--- EXERCISE BRIEF ---
Each line in the entries below that holds the string "SocketAddr" must be copied.

════════════════

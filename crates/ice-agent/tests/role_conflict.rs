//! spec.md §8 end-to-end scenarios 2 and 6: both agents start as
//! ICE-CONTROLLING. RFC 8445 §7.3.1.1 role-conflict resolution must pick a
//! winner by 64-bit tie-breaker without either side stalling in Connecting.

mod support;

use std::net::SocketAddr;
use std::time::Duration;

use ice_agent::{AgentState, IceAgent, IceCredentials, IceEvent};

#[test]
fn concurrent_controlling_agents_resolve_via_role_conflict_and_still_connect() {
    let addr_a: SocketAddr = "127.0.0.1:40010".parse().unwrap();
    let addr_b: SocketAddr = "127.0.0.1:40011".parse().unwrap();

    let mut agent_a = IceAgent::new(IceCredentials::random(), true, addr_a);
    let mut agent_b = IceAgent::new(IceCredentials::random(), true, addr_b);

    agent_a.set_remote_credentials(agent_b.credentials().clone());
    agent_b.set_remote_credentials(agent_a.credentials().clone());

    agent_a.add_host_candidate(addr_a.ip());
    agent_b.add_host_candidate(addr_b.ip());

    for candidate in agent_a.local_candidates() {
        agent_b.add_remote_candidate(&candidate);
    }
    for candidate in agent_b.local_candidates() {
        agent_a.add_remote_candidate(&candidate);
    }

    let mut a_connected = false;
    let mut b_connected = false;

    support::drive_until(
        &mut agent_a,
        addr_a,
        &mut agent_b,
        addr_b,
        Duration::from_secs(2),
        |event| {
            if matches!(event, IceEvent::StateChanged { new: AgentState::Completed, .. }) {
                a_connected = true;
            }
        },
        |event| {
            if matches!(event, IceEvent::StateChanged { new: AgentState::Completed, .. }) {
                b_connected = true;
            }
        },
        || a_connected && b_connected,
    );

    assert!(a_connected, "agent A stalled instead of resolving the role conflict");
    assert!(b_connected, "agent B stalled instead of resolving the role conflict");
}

════════════════

--- RESULT FOR THIS EXERCISE ---
use std::net::SocketAddr;
    let addr_a: SocketAddr = "127.0.0.1:40010".parse().unwrap();
    let addr_b: SocketAddr = "127.0.0.1:40011".parse().unwrap();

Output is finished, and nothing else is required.